• Activity: Using the records that follow, copy every line containing the word "Second".

• Stored data:
//! Human-readable schedule descriptions and static label tables.
//!
//! Month lists in descriptions come from `recurrence::occurrence_months`, the same
//! function the resolver uses, so a description never names a month the rule does
//! not occur in.

use chrono::Weekday;

use crate::fields::*;
use crate::recurrence::occurrence_months;
use crate::rule::{Schedule, ScheduleRule};

/// Season of a month by the meteorological Northern-hemisphere convention.
pub fn derive_season(month: u32) -> Season {
    match month {
        3..=5 => Season::Spring,
        6..=8 => Season::Summer,
        9..=11 => Season::Autumn,
        _ => Season::Winter,
    }
}

const MONTHS_EN: [&str; 12] = [
    "January", "February", "March", "April", "May", "June",
    "July", "August", "September", "October", "November", "December",
];
const MONTHS_NB: [&str; 12] = [
    "januar", "februar", "mars", "april", "mai", "juni",
    "juli", "august", "september", "oktober", "november", "desember",
];
const WEEKDAYS_EN: [&str; 7] = ["Monday", "Tuesday", "Wednesday", "Thursday", "Friday", "Saturday", "Sunday"];
const WEEKDAYS_NB: [&str; 7] = ["mandag", "tirsdag", "onsdag", "torsdag", "fredag", "lørdag", "søndag"];

/// Full month name, or "?" outside 1-12.
pub fn month_label(month: u32, locale: Locale) -> &'static str {
    let table = match locale {
        Locale::En => &MONTHS_EN,
        Locale::Nb => &MONTHS_NB,
    };
    month
        .checked_sub(1)
        .and_then(|i| table.get(i as usize))
        .copied()
        .unwrap_or("?")
}

pub fn weekday_label(weekday: Weekday, locale: Locale) -> &'static str {
    let i = weekday_index(weekday) as usize;
    match locale {
        Locale::En => WEEKDAYS_EN[i],
        Locale::Nb => WEEKDAYS_NB[i],
    }
}

/// Two-letter weekday headers, Monday first.
pub fn weekday_headers(locale: Locale) -> [&'static str; 7] {
    match locale {
        Locale::En => ["Mo", "Tu", "We", "Th", "Fr", "Sa", "Su"],
        Locale::Nb => ["Ma", "Ti", "On", "To", "Fr", "Lø", "Sø"],
    }
}

pub fn season_label(season: Season, locale: Locale) -> &'static str {
    match (locale, season) {
        (Locale::En, Season::Spring) => "spring",
        (Locale::En, Season::Summer) => "summer",
        (Locale::En, Season::Autumn) => "autumn",
        (Locale::En, Season::Winter) => "winter",
        (Locale::Nb, Season::Spring) => "vår",
        (Locale::Nb, Season::Summer) => "sommer",
        (Locale::Nb, Season::Autumn) => "høst",
        (Locale::Nb, Season::Winter) => "vinter",
    }
}

pub fn recurrence_label(recurrence: Recurrence, locale: Locale) -> &'static str {
    match (locale, recurrence) {
        (Locale::En, Recurrence::Yearly) => "Every year",
        (Locale::En, Recurrence::Semiannual) => "Twice a year",
        (Locale::En, Recurrence::Quarterly) => "Every quarter",
        (Locale::En, Recurrence::Monthly) => "Every month",
        (Locale::Nb, Recurrence::Yearly) => "Årlig",
        (Locale::Nb, Recurrence::Semiannual) => "Halvårlig",
        (Locale::Nb, Recurrence::Quarterly) => "Kvartalsvis",
        (Locale::Nb, Recurrence::Monthly) => "Månedlig",
    }
}

pub fn rank_label(rank: WeekRank, locale: Locale) -> &'static str {
    match (locale, rank) {
        (Locale::En, WeekRank::First) => "1st",
        (Locale::En, WeekRank::Second) => "2nd",
        (Locale::En, WeekRank::Third) => "3rd",
        (Locale::En, WeekRank::Fourth) => "4th",
        (Locale::En, WeekRank::Last) => "last",
        (Locale::Nb, WeekRank::First) => "første",
        (Locale::Nb, WeekRank::Second) => "andre",
        (Locale::Nb, WeekRank::Third) => "tredje",
        (Locale::Nb, WeekRank::Fourth) => "fjerde",
        (Locale::Nb, WeekRank::Last) => "siste",
    }
}

fn month_list(months: &[u32], locale: Locale) -> String {
    months
        .iter()
        .map(|&m| month_label(m, locale))
        .collect::<Vec<_>>()
        .join(", ")
}

/// Describe when a rule fires, e.g. "Every quarter on day 10 (February, May,
/// August, November)" or "Every year on the last Friday of February".
pub fn describe(rule: &ScheduleRule, locale: Locale) -> String {
    let head = recurrence_label(rule.recurrence(), locale);
    let months = occurrence_months(rule);
    let single_month = match rule.recurrence() {
        Recurrence::Yearly => rule.month(),
        _ => None,
    };

    let when = match (rule.schedule(), locale) {
        (Schedule::ExactDate { day }, Locale::En) => match single_month {
            Some(m) => format!("on {} {}", day, month_label(m, locale)),
            None => format!("on day {day}"),
        },
        (Schedule::ExactDate { day }, Locale::Nb) => match single_month {
            Some(m) => format!("den {}. {}", day, month_label(m, locale)),
            None => format!("den {day}."),
        },
        (Schedule::OrdinalWeekday { weekday, rank }, Locale::En) => {
            let base = format!("on the {} {}", rank_label(rank, locale), weekday_label(weekday, locale));
            match single_month {
                Some(m) => format!("{base} of {}", month_label(m, locale)),
                None => base,
            }
        }
        (Schedule::OrdinalWeekday { weekday, rank }, Locale::Nb) => {
            let base = format!("{} {}", rank_label(rank, locale), weekday_label(weekday, locale));
            match single_month {
                Some(m) => format!("{base} i {}", month_label(m, locale)),
                None => base,
            }
        }
        (Schedule::SeasonOnly { season }, Locale::En) => match single_month {
            Some(m) => format!("in {} ({})", month_label(m, locale), season_label(season, locale)),
            None => format!("in {}", season_label(season, locale)),
        },
        (Schedule::SeasonOnly { season }, Locale::Nb) => match single_month {
            Some(m) => format!("i {} ({})", month_label(m, locale), season_label(season, locale)),
            None => format!("på {}en", season_label(season, locale)),
        },
    };

    match rule.recurrence() {
        Recurrence::Quarterly | Recurrence::Semiannual => {
            format!("{head} {when} ({})", month_list(&months, locale))
        }
        Recurrence::Yearly | Recurrence::Monthly => format!("{head} {when}"),
    }
}

/// Compact timing label for listings: "15.03 (spring)", "last Fri", "spring".
pub fn short_when(rule: &ScheduleRule, locale: Locale) -> String {
    let season = rule.season().map(|s| season_label(s, locale));
    match rule.schedule() {
        Schedule::ExactDate { day } => match (rule.month(), season) {
            (Some(m), Some(s)) => format!("{day:02}.{m:02} ({s})"),
            (Some(m), None) => format!("{day:02}.{m:02}"),
            (None, _) => format!("day {day:02}"),
        },
        Schedule::OrdinalWeekday { weekday, rank } => {
            let name = weekday_label(weekday, locale);
            let short: String = name.chars().take(3).collect();
            format!("{} {}", rank_label(rank, locale), short)
        }
        Schedule::SeasonOnly { season } => season_label(season, locale).to_string(),
    }
}

#[cfg(test)]
mod tests {
    use super::*;
    use crate::recurrence::occurs_in_month;
    use crate::rule::{validate, RuleDraft};

    fn rule(draft: RuleDraft) -> ScheduleRule {
        validate(&draft).unwrap()
    }

    fn named() -> RuleDraft {
        RuleDraft { name: "Task".into(), ..RuleDraft::default() }
    }

    #[test]
    fn test_derive_season_consistent_with_grouping() {
        for m in 1..=12 {
            assert!(derive_season(m).months().contains(&m), "month {m}");
        }
        assert_eq!(derive_season(3), Season::Spring);
        assert_eq!(derive_season(8), Season::Summer);
        assert_eq!(derive_season(11), Season::Autumn);
        assert_eq!(derive_season(12), Season::Winter);
        assert_eq!(derive_season(2), Season::Winter);
    }

    #[test]
    fn test_describe_yearly_exact() {
        let r = rule(RuleDraft { month: Some(3), day: Some(15), ..named() });
        assert_eq!(describe(&r, Locale::En), "Every year on 15 March");
        assert_eq!(describe(&r, Locale::Nb), "Årlig den 15. mars");
    }

    #[test]
    fn test_describe_ordinal() {
        let r = rule(RuleDraft {
            month: Some(2),
            weekday: Some(4),
            week_rank: Some(WeekRank::Last),
            ..named()
        });
        assert_eq!(describe(&r, Locale::En), "Every year on the last Friday of February");
        let monthly = rule(RuleDraft {
            weekday: Some(1),
            week_rank: Some(WeekRank::Second),
            recurrence: Recurrence::Monthly,
            ..named()
        });
        assert_eq!(describe(&monthly, Locale::En), "Every month on the 2nd Tuesday");
        assert_eq!(describe(&monthly, Locale::Nb), "Månedlig andre tirsdag");
    }

    #[test]
    fn test_describe_quarterly_lists_cycle() {
        let r = rule(RuleDraft {
            month: Some(11),
            day: Some(10),
            recurrence: Recurrence::Quarterly,
            ..named()
        });
        assert_eq!(
            describe(&r, Locale::En),
            "Every quarter on day 10 (November, February, May, August)"
        );
    }

    #[test]
    fn test_describe_season_only() {
        let r = rule(RuleDraft { season: Some(Season::Autumn), ..named() });
        assert_eq!(describe(&r, Locale::En), "Every year in autumn");
        assert_eq!(describe(&r, Locale::Nb), "Årlig på høsten");
    }

    #[test]
    fn test_described_months_match_resolver() {
        for recurrence in [Recurrence::Quarterly, Recurrence::Semiannual] {
            for anchor in 1..=12 {
                let r = rule(RuleDraft {
                    month: Some(anchor),
                    day: Some(1),
                    recurrence,
                    ..named()
                });
                let text = describe(&r, Locale::En);
                for m in 1..=12 {
                    let named_in_text = text.contains(month_label(m, Locale::En));
                    assert_eq!(
                        named_in_text,
                        occurs_in_month(&r, m),
                        "{recurrence} anchor {anchor} month {m}: {text}"
                    );
                }
            }
        }
    }

    #[test]
    fn test_short_when() {
        let r = rule(RuleDraft { month: Some(3), day: Some(5), ..named() });
        assert_eq!(short_when(&r, Locale::En), "05.03 (spring)");
        let o = rule(RuleDraft {
            month: Some(1),
            weekday: Some(4),
            week_rank: Some(WeekRank::Last),
            ..named()
        });
        assert_eq!(short_when(&o, Locale::En), "last Fri");
    }

    #[test]
    fn test_month_label_bounds() {
        assert_eq!(month_label(1, Locale::En), "January");
        assert_eq!(month_label(12, Locale::Nb), "desember");
        assert_eq!(month_label(0, Locale::En), "?");
        assert_eq!(month_label(13, Locale::En), "?");
    }
}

• Answer space:
        (Locale::En, WeekRank::Second) => "2nd",
        (Locale::Nb, WeekRank::Second) => "andre",
            week_rank: Some(WeekRank::Second),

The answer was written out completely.